| Work item |
Scan the data for "index" and copy the lines it appears in.

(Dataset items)
//! # Interrupt Dispatch
//!
//! Per-core interrupt vector dispatch: a fixed trampoline table in
//! executable memory per core (installed into the core's vector base
//! register), indirecting through a mutable RAM handler table so service
//! routines can be attached and swapped at runtime.
//!
//! ## Control flow
//!
//! ```text
//! interrupt ──▶ trampoline stub at base + 32·priority   (vectors)
//!                  │  load handler table [core][priority]  (handlers)
//!                  ▼
//!              registered ISR, or the undefined handler
//! ```
//!
//! ## Bring-up protocol
//!
//! Every core calls [`init_current_core`] once, after its minimal runtime
//! is ready and strictly before it enables interrupt taking; afterwards
//! subsystems attach their routines with [`register_handler`] as they
//! come online. The ordering is a program-order requirement - nothing in
//! here locks against a core that enables interrupts early.
//!
//! ## Submodules
//!
//! - `handlers`: per-core handler tables, registrar, undefined handler
//! - `vectors`: trampoline generation, geometry, simulated dispatch
//! - `src_router`: service request node routing (STM compare)

pub mod handlers;
pub mod src_router;
pub mod vectors;

pub use handlers::{is_default, undefined_handler, IsrHandler};
pub use src_router::route_stm_compare;
pub use vectors::{dispatch, VECTOR_STRIDE, VECTOR_TABLE_ALIGN, VECTOR_TABLE_SIZE};

use crate::cpu::{csfr, CoreId};
use crate::scu::wdt::EndinitGuard;

// ============================================================================
// Dimensions
// ============================================================================

/// Priority slots provided per core.
///
/// Sufficient for evaluation and small applications; the hardware allows
/// up to 255, and widening only means growing the tables and the stub
/// expansion.
pub const MAX_VECTORS: usize = 32;

// ============================================================================
// Vector base programming
// ============================================================================

/// Stub spacing encodings of the vector base register.
#[derive(Debug, Clone, Copy, PartialEq, Eq)]
#[repr(u32)]
pub enum VectorSpacing {
    /// 32 bytes between entries; the spacing the generated tables use.
    Bytes32 = 0,
    /// 8 bytes between entries (densely packed tables).
    Bytes8 = 1,
}

/// Program the calling core's vector base register.
///
/// Bit 0 of the register selects the stub spacing, the remaining bits
/// carry the table base. The register sits behind the core's ENDINIT
/// lock; the write is followed by an instruction synchronization barrier
/// so the next interrupt entry fetches through the new base - no stale
/// table residency from pipelining.
pub fn set_vector_base(base: usize, spacing: VectorSpacing) {
    let biv = (base as u32 & !0x1) | spacing as u32;

    {
        let _window = EndinitGuard::open();
        // SAFETY: BIV is written inside the ENDINIT window it requires;
        // the caller hands us the base of a correctly generated table.
        unsafe {
            csfr::mtcr::<{ csfr::BIV }>(biv);
        }
    }
    csfr::isync();
}

// ============================================================================
// Dispatch initializer
// ============================================================================

/// Wire the calling core's trampoline table into its live dispatch state
/// and reset its handler table.
///
/// Operates on the core executing the call - the core id is queried, not
/// passed. Must run once per core before that core enables interrupt
/// taking; running it again fully resets the handler table (prior
/// registrations are overwritten, not merged).
pub fn init_current_core() {
    let core = CoreId::current();

    let Some(base) = vectors::table_base(core.index()) else {
        return; // nothing to do for an unconfigured core id
    };

    set_vector_base(base, VectorSpacing::Bytes32);
    handlers::init(core.index());

    log::debug!("isr: {core} dispatch initialized, {MAX_VECTORS} vectors");
}

/// Bind `handler` to priority slot `priority` of `core`'s handler table.
///
/// Effective from the next interrupt at that priority on that core; the
/// trampoline reads the slot on every entry, so no executable memory is
/// touched. Out-of-range arguments are silent no-ops.
#[inline]
pub fn register_handler(core: usize, handler: IsrHandler, priority: usize) {
    handlers::register(core, handler, priority);
}

#[cfg(test)]
mod tests {
    use super::*;
    use crate::family::NB_CORES;
    use crate::sim;
    use core::sync::atomic::{AtomicUsize, Ordering};

    static TIMER_HITS: AtomicUsize = AtomicUsize::new(0);
    static OTHER_HITS: AtomicUsize = AtomicUsize::new(0);
    static PRIORITY_SEEN: AtomicUsize = AtomicUsize::new(usize::MAX);

    extern "C" fn timer_isr() {
        TIMER_HITS.fetch_add(1, Ordering::Relaxed);
        PRIORITY_SEEN.store(
            crate::cpu::current_interrupt_priority() as usize,
            Ordering::Relaxed,
        );
    }

    extern "C" fn other_isr() {
        OTHER_HITS.fetch_add(1, Ordering::Relaxed);
    }

    fn init_on(core: usize) {
        sim::set_current_core(core);
        init_current_core();
    }

    #[test]
    fn default_safety_after_init() {
        // Every slot of a freshly initialized core lands on the
        // undefined handler.
        let _guard = sim::lock();
        init_on(2);

        let traps_before = sim::debug_trap_count();
        for slot in 0..MAX_VECTORS {
            assert!(is_default(2, slot));
            dispatch(2, slot);
        }
        assert_eq!(sim::debug_trap_count() - traps_before, MAX_VECTORS);
        sim::set_current_core(0);
    }

    #[test]
    fn registration_takes_effect() {
        // A registered handler replaces the previous slot contents.
        let _guard = sim::lock();
        init_on(1);

        register_handler(1, timer_isr, 10);
        assert!(!is_default(1, 10));

        let traps_before = sim::debug_trap_count();
        let hits_before = TIMER_HITS.load(Ordering::Relaxed);
        dispatch(1, 10);
        assert_eq!(TIMER_HITS.load(Ordering::Relaxed), hits_before + 1);
        assert_eq!(sim::debug_trap_count(), traps_before);

        // Re-registration swaps the slot without touching the table
        // structure.
        register_handler(1, other_isr, 10);
        let others_before = OTHER_HITS.load(Ordering::Relaxed);
        dispatch(1, 10);
        assert_eq!(OTHER_HITS.load(Ordering::Relaxed), others_before + 1);
        assert_eq!(TIMER_HITS.load(Ordering::Relaxed), hits_before + 1);
        sim::set_current_core(0);
    }

    #[test]
    fn out_of_range_slot_changes_nothing() {
        // Slot >= MAX_VECTORS leaves every entry untouched.
        let _guard = sim::lock();
        init_on(1);
        register_handler(1, timer_isr, 5);

        register_handler(1, other_isr, MAX_VECTORS);
        register_handler(1, other_isr, 99);

        assert!(!is_default(1, 5));
        for slot in 0..MAX_VECTORS {
            if slot != 5 {
                assert!(is_default(1, slot));
            }
        }
        sim::set_current_core(0);
    }

    #[test]
    fn invalid_core_changes_nothing() {
        // Unconfigured core ids neither fault nor mutate state.
        let _guard = sim::lock();
        init_on(0);

        handlers::init(NB_CORES);
        handlers::init(usize::MAX);
        register_handler(NB_CORES, timer_isr, 0);
        register_handler(usize::MAX, timer_isr, 0);
        dispatch(NB_CORES, 0);

        for slot in 0..MAX_VECTORS {
            assert!(is_default(0, slot));
        }
        sim::set_current_core(0);
    }

    #[test]
    fn per_core_isolation() {
        // Registration on one core never leaks into another core's
        // table.
        let _guard = sim::lock();
        init_on(0);
        init_on(3);

        register_handler(3, timer_isr, 7);
        assert!(!is_default(3, 7));
        assert!(is_default(0, 7));
        sim::set_current_core(0);
    }

    #[test]
    fn init_is_a_full_reset() {
        // A second init overwrites prior registrations.
        let _guard = sim::lock();
        init_on(2);
        register_handler(2, timer_isr, 4);
        register_handler(2, other_isr, 19);

        init_on(2);
        for slot in 0..MAX_VECTORS {
            assert!(is_default(2, slot));
        }
        sim::set_current_core(0);
    }

    #[test]
    fn vector_base_programming() {
        let _guard = sim::lock();
        let isyncs_before = sim::isync_count();
        init_on(1);

        let biv = sim::csfr_read(1, csfr::BIV);
        let base = vectors::table_base(1).unwrap() as u32;
        assert_eq!(biv & !0x1, base);
        assert_eq!(biv & 0x1, VectorSpacing::Bytes32 as u32);
        assert!(sim::isync_count() > isyncs_before);

        // The ENDINIT window is closed again afterwards.
        let scu = crate::scu::regs();
        assert_ne!(
            scu.wdtcpu[1].con0.read() & crate::scu::wdt::CON0_ENDINIT,
            0
        );
        sim::set_current_core(0);
    }

    #[test]
    fn dispatch_establishes_priority_context() {
        let _guard = sim::lock();
        init_on(0);
        register_handler(0, timer_isr, 12);

        PRIORITY_SEEN.store(usize::MAX, Ordering::Relaxed);
        dispatch(0, 12);
        assert_eq!(PRIORITY_SEEN.load(Ordering::Relaxed), 12);
        // Context is unwound on return.
        assert_eq!(crate::cpu::current_interrupt_priority(), 0);
    }

    #[test]
    fn four_core_scenario() {
        // The end-to-end scenario: MAX_VECTORS = 32, four cores.
        let _guard = sim::lock();
        for core in 0..NB_CORES {
            init_on(core);
        }
        sim::set_current_core(2);

        register_handler(2, timer_isr, 10);
        register_handler(2, other_isr, 99); // 99 >= 32: no change anywhere

        let hits_before = TIMER_HITS.load(Ordering::Relaxed);
        let traps_before = sim::debug_trap_count();

        dispatch(2, 10);
        assert_eq!(TIMER_HITS.load(Ordering::Relaxed), hits_before + 1);

        dispatch(2, 11);
        assert_eq!(sim::debug_trap_count(), traps_before + 1);

        for slot in 0..MAX_VECTORS {
            if slot != 10 {
                assert!(is_default(2, slot));
            }
            assert!(is_default(0, slot));
            assert!(is_default(1, slot));
            assert!(is_default(3, slot));
        }
        sim::set_current_core(0);
    }
}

| Exercise result |
    let Some(base) = vectors::table_base(core.index()) else {
    handlers::init(core.index());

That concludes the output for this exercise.